Every time I log onto a new Internet account I'm forcibly reminded of the World War II fable about the correspondence chessplayer who was arrested for sending strange coded messages on the lines of "13 Ne5-f7". ISPs like VSNL and Satyam issue temp user-ids on the lines of 234xy678z6 etc and assigned passwords are also alpha-numeric monstrosities designed to challenge the memory of a Pentium.
New kid on the ISP block, the Bharti-British Telecom online service Mantra, also serves up alpha-numeric soup. Instruction three on the flimsy that contains the Mantra user ID and password tells the user to memorise these strings and then destroy the sheet. Instruction five however informs the user that he can instantly change Id and password to something more human.
Mantra is one of the bigger ISP operators in a market set to explode. According to estimates, Internet dial-up connections will triple this year from the current 2,00,000 plus and access will be provided even at rural levels. Cable operators like Siticable are already wiring up their TV networks for warp speed access. Bharti-BT has reportedly laid over 100 km of Optic fibre cable for better bandwidth in the national capital region.
When Mantra launched in Delhi with a high-profile campaign, consumers in the national capital region already had the luxury of a choice between three big dial-up ISPs in the shape of MTNL, VSNL and Satyam. Some areas such as Noida sectors 14 and 15A are already offering cable access.
With the proliferation of options, there are two ways ISPs can go in search of customers. They can fight price-wars though here the advantage is currently clearly in favour of MTNL which already offers a 90 per cent reduction in local call charges at Rs 2/hr and intends to chuck in free phone connections as well the moment Trai permission comes through. That price equation will eventually change in favour of the cable operator who is probably the only service provider geared to the standard global paradigm of flat monthly payment for 24-hour access. However, the initial cost of wiring up Rs 12,000 cable-modem devices will daunt the average consumer.
Other ISPs are not capable of offering of free/reduced local call charges since they must pay off the government network. So in order to attract the extremely price-sensitive Indian user they offer many add-on services. The cable operators again have a potential advantage in that they can offer the gamut of web-TV entertainment services because of their far higher bandwidth capacities.
But amongst the dial-up vanilla ISPs, Satyam has already converted itself into a portal with content that varies from chat-rooms and online shopping to a compendium of Tamil poetry. Mantra will also offer chat-rooms and other content from the well-established British Telecom portal. On the anvil are e-commerce, Virtual Private networking and managed data-network options.

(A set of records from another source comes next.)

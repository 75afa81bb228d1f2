use crate::core::{
    BufferReport, CancelToken, DataEvent, DataRequest, EventBus, Packet, PipelineConfig, Result,
    StreamType,
};
use crate::player::job_channel::{Job, JobPriority, JobSender, PriorityJobChannel};
use crate::player::stream_buffer::{BufferGauge, StreamBuffer};
use crossbeam_channel::{after, bounded, select, Receiver, Sender};
use log::{debug, info, warn};
use parking_lot::Mutex;
use std::collections::HashMap;
use std::process;
use std::sync::Arc;
use std::thread::{self, JoinHandle};
use std::time::{Duration, Instant};

fn log_ctx() -> String {
    format!("[pid:{} tid:{:?}]", process::id(), thread::current().id())
}

/// 缓冲聚合器任务
pub enum AggregatorJob {
    PacketIn { stream: StreamType, dts: Duration, eos: bool },
    PacketOut { stream: StreamType, dts: Duration },
    /// 重置所有缓冲；`done` 在重置完成后被丢弃（等待方据此返回）
    Reset { flush: bool, done: Option<Sender<()>> },
    /// 设置最大缓冲时长，首次设置时创建流缓冲
    SetBufferConfig { stream: StreamType, max_duration: Duration },
    SetAllowedEvents(DataEvent),
    SetReportMode { stream: StreamType, report_full: bool },
    PeriodicTick,
}

impl Job for AggregatorJob {
    fn priority(&self) -> JobPriority {
        match self {
            // 重置与数据包进出按提交顺序执行
            AggregatorJob::PacketIn { .. }
            | AggregatorJob::PacketOut { .. }
            | AggregatorJob::Reset { .. } => JobPriority::Normal,
            _ => JobPriority::High,
        }
    }

    fn name(&self) -> &'static str {
        match self {
            AggregatorJob::PacketIn { .. } => "PacketIn",
            AggregatorJob::PacketOut { .. } => "PacketOut",
            AggregatorJob::Reset { .. } => "Reset",
            AggregatorJob::SetBufferConfig { .. } => "SetBufferConfig",
            AggregatorJob::SetAllowedEvents(_) => "SetAllowedEvents",
            AggregatorJob::SetReportMode { .. } => "SetReportMode",
            AggregatorJob::PeriodicTick => "PeriodicTick",
        }
    }
}
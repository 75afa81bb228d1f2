use crate::core::{CancelToken, Packet, PlayerError, Result, StreamType};
use crossbeam_channel::{select, unbounded, Receiver, Sender};
use log::{info, warn};
use parking_lot::Mutex;
use std::sync::atomic::{AtomicBool, Ordering};
use std::sync::Arc;

struct StreamQueue {
    tx: Sender<Packet>,
    rx: Receiver<Packet>,
    enabled: AtomicBool,
}

/// 数据包存储
///
/// 每条管线各自持有，按流类型划分队列。生产者写入，传输线程阻塞读取。
pub struct PacketStorage {
    queues: Mutex<[Option<Arc<StreamQueue>>; StreamType::COUNT]>,
}

impl PacketStorage {
    pub fn new() -> Self {
        Self {
            queues: Mutex::new([None, None]),
        }
    }

    /// 创建（或替换）流队列
    pub fn initialize(&self, stream: StreamType) {
        let (tx, rx) = unbounded();
        self.queues.lock()[stream.index()] = Some(Arc::new(StreamQueue {
            tx,
            rx,
            enabled: AtomicBool::new(true),
        }));
        info!("{}: 数据包队列已创建", stream);
    }

    fn queue(&self, stream: StreamType) -> Result<Arc<StreamQueue>> {
        self.queues.lock()[stream.index()]
            .clone()
            .ok_or(PlayerError::StreamNotInitialized(stream))
    }

    /// 检查流队列可写入（已初始化且未关闭）
    pub fn check_writable(&self, stream: StreamType) -> Result<()> {
        let queue = self.queue(stream)?;
        if !queue.enabled.load(Ordering::SeqCst) {
            return Err(PlayerError::StorageDisabled(stream));
        }
        Ok(())
    }

    pub fn add_packet(&self, packet: Packet) -> Result<()> {
        let stream = packet.stream;
        let queue = self.queue(stream)?;
        if !queue.enabled.load(Ordering::SeqCst) {
            warn!("{}: 队列已关闭，丢弃数据包 {:?}", stream, packet.dts);
            return Err(PlayerError::StorageDisabled(stream));
        }
        queue.tx.send(packet).map_err(|_| PlayerError::ChannelClosed)
    }

    /// 阻塞读取下一个数据包，取消时返回 `Cancelled`
    pub fn get_packet(&self, stream: StreamType, token: &CancelToken) -> Result<Packet> {
        let queue = self.queue(stream)?;
        token.check()?;
        select! {
            recv(token.signal()) -> _ => Err(PlayerError::Cancelled),
            recv(queue.rx) -> packet => packet.map_err(|_| PlayerError::ChannelClosed),
        }
    }

    /// 关闭写入
    pub fn disable(&self, stream: StreamType) {
        if let Ok(queue) = self.queue(stream) {
            queue.enabled.store(false, Ordering::SeqCst);
            info!("{}: 数据包队列关闭写入", stream);
        }
    }

    pub fn enable(&self, stream: StreamType) {
        if let Ok(queue) = self.queue(stream) {
            queue.enabled.store(true, Ordering::SeqCst);
            info!("{}: 数据包队列开放写入", stream);
        }
    }

    pub fn is_enabled(&self, stream: StreamType) -> bool {
        self.queue(stream)
            .map(|queue| queue.enabled.load(Ordering::SeqCst))
            .unwrap_or(false)
    }

    /// 清空队列，返回丢弃的数据包数
    pub fn empty(&self, stream: StreamType) -> usize {
        let Ok(queue) = self.queue(stream) else {
            return 0;
        };
        let dropped = queue.rx.try_iter().count();
        if dropped > 0 {
            info!("{}: 清空队列，丢弃 {} 个数据包", stream, dropped);
        }
        dropped
    }

    pub fn count(&self, stream: StreamType) -> usize {
        self.queue(stream).map(|queue| queue.rx.len()).unwrap_or(0)
    }
}

impl Default for PacketStorage {
    fn default() -> Self {
        Self::new()
    }
}

#[cfg(test)]
mod tests {
    use super::*;
    use std::thread;
    use std::time::Duration;

    fn packet(stream: StreamType, ms: u64) -> Packet {
        Packet::data(stream, Duration::from_millis(ms), vec![0; 8])
    }

    #[test]
    fn test_fifo_per_stream() {
        let storage = PacketStorage::new();
        storage.initialize(StreamType::Audio);
        storage.initialize(StreamType::Video);
        let token = CancelToken::new();

        storage.add_packet(packet(StreamType::Audio, 1)).unwrap();
        storage.add_packet(packet(StreamType::Video, 5)).unwrap();
        storage.add_packet(packet(StreamType::Audio, 2)).unwrap();

        assert_eq!(storage.count(StreamType::Audio), 2);
        let first = storage.get_packet(StreamType::Audio, &token).unwrap();
        let second = storage.get_packet(StreamType::Audio, &token).unwrap();
        assert_eq!(first.dts, Duration::from_millis(1));
        assert_eq!(second.dts, Duration::from_millis(2));
        assert_eq!(storage.count(StreamType::Video), 1);
    }

    #[test]
    fn test_uninitialized_stream() {
        let storage = PacketStorage::new();
        assert!(matches!(
            storage.add_packet(packet(StreamType::Video, 0)),
            Err(PlayerError::StreamNotInitialized(StreamType::Video))
        ));
    }

    #[test]
    fn test_disabled_queue_rejects_packets() {
        let storage = PacketStorage::new();
        storage.initialize(StreamType::Audio);
        storage.disable(StreamType::Audio);
        assert!(matches!(
            storage.add_packet(packet(StreamType::Audio, 0)),
            Err(PlayerError::StorageDisabled(StreamType::Audio))
        ));
        assert_eq!(storage.count(StreamType::Audio), 0);
        assert!(storage.check_writable(StreamType::Audio).is_err());

        storage.enable(StreamType::Audio);
        assert!(storage.add_packet(packet(StreamType::Audio, 0)).is_ok());
        assert_eq!(storage.empty(StreamType::Audio), 1);
    }

    #[test]
    fn test_get_packet_cancelled() {
        let storage = Arc::new(PacketStorage::new());
        storage.initialize(StreamType::Audio);
        let token = CancelToken::new();

        let reader = Arc::clone(&storage);
        let reader_token = token.clone();
        let handle = thread::spawn(move || reader.get_packet(StreamType::Audio, &reader_token));

        thread::sleep(Duration::from_millis(20));
        token.cancel();
        assert!(matches!(handle.join().unwrap(), Err(PlayerError::Cancelled)));
    }
}
// 播放器核心模块：缓冲统计、时钟同步、数据包传输

pub mod job_channel;
pub mod stream_buffer;
pub mod buffer_aggregator;
pub mod clock_source;
pub mod synchronizer;
pub mod packet_storage;
pub mod transfer_pump;
pub mod suspend_resume;
pub mod sim_decoder;
pub mod pipeline;

pub use job_channel::{Job, JobPriority, JobSender, PriorityJobChannel};
pub use stream_buffer::{BufferGauge, StreamBuffer};
pub use buffer_aggregator::{BufferAggregator, BufferFeed, BufferingDebouncer};
pub use clock_source::{ClockHandle, ClockReader, PlayerClockSource};
pub use synchronizer::{ClockGate, DataSynchronizer};
pub use packet_storage::PacketStorage;
pub use transfer_pump::{DecoderSink, Decryptor, PumpEvent, RetryPolicy, TransferPump};
pub use suspend_resume::{SuspendReason, SuspendResumeArbiter};
pub use sim_decoder::SimulatedDecoder;
pub use pipeline::EsPipeline;
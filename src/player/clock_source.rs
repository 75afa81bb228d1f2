use crate::core::{CancelToken, EventBus};
use crossbeam::atomic::AtomicCell;
use crossbeam_channel::Receiver;
use log::{debug, info};
use std::process;
use std::sync::Arc;
use std::thread::{self, JoinHandle};
use std::time::Duration;

fn log_ctx() -> String {
    format!("[pid:{} tid:{:?}]", process::id(), thread::current().id())
}

/// 读取解码器时钟，解码器尚无时钟时返回 None
pub type ClockReader = Arc<dyn Fn() -> Option<Duration> + Send + Sync>;

/// 播放器时钟源
///
/// 按固定周期轮询解码器时钟，向订阅者发布单调不减的时钟值。
/// 解码器时钟缺失或回退时不发布。
pub struct PlayerClockSource {
    reader: ClockReader,
    interval: Duration,
    handle: ClockHandle,
    token: Option<CancelToken>,
    worker: Option<JoinHandle<()>>,
}

/// 时钟订阅句柄（可克隆，交给同步器等消费方）
#[derive(Clone)]
pub struct ClockHandle {
    bus: EventBus<Duration>,
    last: Arc<AtomicCell<Option<Duration>>>,
}

impl ClockHandle {
    pub fn new() -> Self {
        Self {
            bus: EventBus::new(),
            last: Arc::new(AtomicCell::new(None)),
        }
    }

    pub fn subscribe(&self) -> Receiver<Duration> {
        self.bus.subscribe()
    }

    /// 最近一次有效的时钟值
    pub fn last_clock(&self) -> Option<Duration> {
        self.last.load()
    }

    /// 提交一个时钟读数，只有前进时才发布
    pub fn offer(&self, clock: Duration) -> bool {
        match self.last.load() {
            Some(previous) if clock < previous => {
                debug!("播放器时钟回退 {:?} -> {:?}，忽略", previous, clock);
                false
            }
            Some(previous) if clock == previous => false,
            _ => {
                self.last.store(Some(clock));
                self.bus.publish(clock);
                true
            }
        }
    }

    fn reset(&self) {
        self.last.store(None);
    }
}

impl Default for ClockHandle {
    fn default() -> Self {
        Self::new()
    }
}

impl PlayerClockSource {
    pub fn new(reader: ClockReader, interval: Duration) -> Self {
        Self {
            reader,
            interval,
            handle: ClockHandle::new(),
            token: None,
            worker: None,
        }
    }

    /// 启动轮询线程（已启动时忽略）
    pub fn start(&mut self) {
        if self.worker.is_some() {
            return;
        }

        let token = CancelToken::new();
        let reader = Arc::clone(&self.reader);
        let handle = self.handle.clone();
        let interval = self.interval;
        let worker_token = token.clone();

        self.worker = Some(thread::spawn(move || {
            info!("{} ⏰ 播放器时钟轮询启动 (周期 {:?})", log_ctx(), interval);
            loop {
                if let Some(clock) = reader() {
                    handle.offer(clock);
                }
                if worker_token.sleep(interval).is_err() {
                    break;
                }
            }
            info!("{} 🛑 播放器时钟轮询退出", log_ctx());
        }));
        self.token = Some(token);
    }

    pub fn stop(&mut self) {
        if let Some(token) = self.token.take() {
            token.cancel();
        }
        if let Some(handle) = self.worker.take() {
            let _ = handle.join();
        }
    }

    pub fn is_running(&self) -> bool {
        self.worker.is_some()
    }

    pub fn handle(&self) -> ClockHandle {
        self.handle.clone()
    }

    pub fn subscribe(&self) -> Receiver<Duration> {
        self.handle.subscribe()
    }

    pub fn last_clock(&self) -> Option<Duration> {
        self.handle.last_clock()
    }

    /// 清除最近值（Seek 后时钟从新位置开始）
    pub fn reset(&self) {
        self.handle.reset();
    }
}

impl Drop for PlayerClockSource {
    fn drop(&mut self) {
        self.stop();
    }
}

#[cfg(test)]
mod tests {
    use super::*;

    fn ms(v: u64) -> Duration {
        Duration::from_millis(v)
    }

    #[test]
    fn test_publishes_monotone_values() {
        let value = Arc::new(AtomicCell::new(None::<Duration>));
        let reader_value = Arc::clone(&value);
        let mut source = PlayerClockSource::new(Arc::new(move || reader_value.load()), ms(5));
        let clock = source.subscribe();
        source.start();

        assert!(clock.recv_timeout(ms(50)).is_err());

        value.store(Some(ms(1000)));
        assert_eq!(clock.recv_timeout(Duration::from_secs(5)), Ok(ms(1000)));

        value.store(Some(ms(500)));
        assert!(clock.recv_timeout(ms(50)).is_err());
        assert_eq!(source.last_clock(), Some(ms(1000)));

        value.store(Some(ms(2000)));
        assert_eq!(clock.recv_timeout(Duration::from_secs(5)), Ok(ms(2000)));

        source.stop();
        assert!(!source.is_running());
    }

    #[test]
    fn test_handle_offer_is_monotone() {
        let handle = ClockHandle::new();
        let rx = handle.subscribe();
        assert!(handle.offer(ms(10)));
        assert!(!handle.offer(ms(10)));
        assert!(!handle.offer(ms(5)));
        assert!(handle.offer(ms(20)));
        assert_eq!(rx.try_iter().collect::<Vec<_>>(), vec![ms(10), ms(20)]);
    }

    #[test]
    fn test_reset_allows_new_position() {
        let value = Arc::new(AtomicCell::new(Some(ms(3000))));
        let reader_value = Arc::clone(&value);
        let mut source = PlayerClockSource::new(Arc::new(move || reader_value.load()), ms(5));
        let clock = source.subscribe();
        source.start();
        assert_eq!(clock.recv_timeout(Duration::from_secs(5)), Ok(ms(3000)));

        source.stop();
        source.reset();
        value.store(Some(ms(100)));
        source.start();
        assert_eq!(clock.recv_timeout(Duration::from_secs(5)), Ok(ms(100)));
    }
}
use parking_lot::Mutex;
use std::sync::Arc;
use std::time::{Duration, Instant};

/// 播放时钟 - 以墙上时间推进的解码器时钟
///
/// 未启动前返回 `None`（解码器尚无时钟），启动后从 `base` 开始推进，暂停时冻结。
#[derive(Clone)]
pub struct PlaybackClock {
    inner: Arc<Mutex<ClockInner>>,
}

struct ClockInner {
    base: Duration,          // 基准时间
    base_instant: Instant,   // 基准时刻
    running: bool,
    started: bool,
    paused_at: Duration,     // 暂停时的位置
}

impl PlaybackClock {
    pub fn new() -> Self {
        Self {
            inner: Arc::new(Mutex::new(ClockInner {
                base: Duration::ZERO,
                base_instant: Instant::now(),
                running: false,
                started: false,
                paused_at: Duration::ZERO,
            })),
        }
    }

    /// 获取当前时钟，未启动返回 None
    pub fn now(&self) -> Option<Duration> {
        let inner = self.inner.lock();
        if !inner.started {
            return None;
        }
        Some(Self::now_unlocked(&inner))
    }

    /// 设置时钟位置（Seek 后使用）
    pub fn set_time(&self, position: Duration) {
        let mut inner = self.inner.lock();
        inner.base = position;
        inner.base_instant = Instant::now();
        inner.paused_at = position;
    }

    /// 开始/继续推进
    pub fn play(&self) {
        let mut inner = self.inner.lock();
        if !inner.running {
            inner.base = inner.paused_at;
            inner.base_instant = Instant::now();
            inner.running = true;
            inner.started = true;
        }
    }

    /// 暂停推进
    pub fn pause(&self) {
        let mut inner = self.inner.lock();
        if inner.running {
            inner.paused_at = Self::now_unlocked(&inner);
            inner.running = false;
        }
    }

    /// 停止并回到无时钟状态
    pub fn reset(&self) {
        let mut inner = self.inner.lock();
        inner.base = Duration::ZERO;
        inner.paused_at = Duration::ZERO;
        inner.base_instant = Instant::now();
        inner.running = false;
        inner.started = false;
    }

    pub fn is_running(&self) -> bool {
        self.inner.lock().running
    }

    fn now_unlocked(inner: &ClockInner) -> Duration {
        if inner.running {
            inner.base + inner.base_instant.elapsed()
        } else {
            inner.paused_at
        }
    }
}

impl Default for PlaybackClock {
    fn default() -> Self {
        Self::new()
    }
}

But the bottomline with an ISP will always remain fast, reliable, reasonably priced access to the Net. There can be too much ado about portals as the Microsoft network portal Msn.com has learnt after accquiring hotmail with the expectation that e-mail users will do their maximum browsing at the host site. An experienced user will always wander as he pleases. Even America Online AOL.com which is the best established brandname amongst portals barely turns a profit.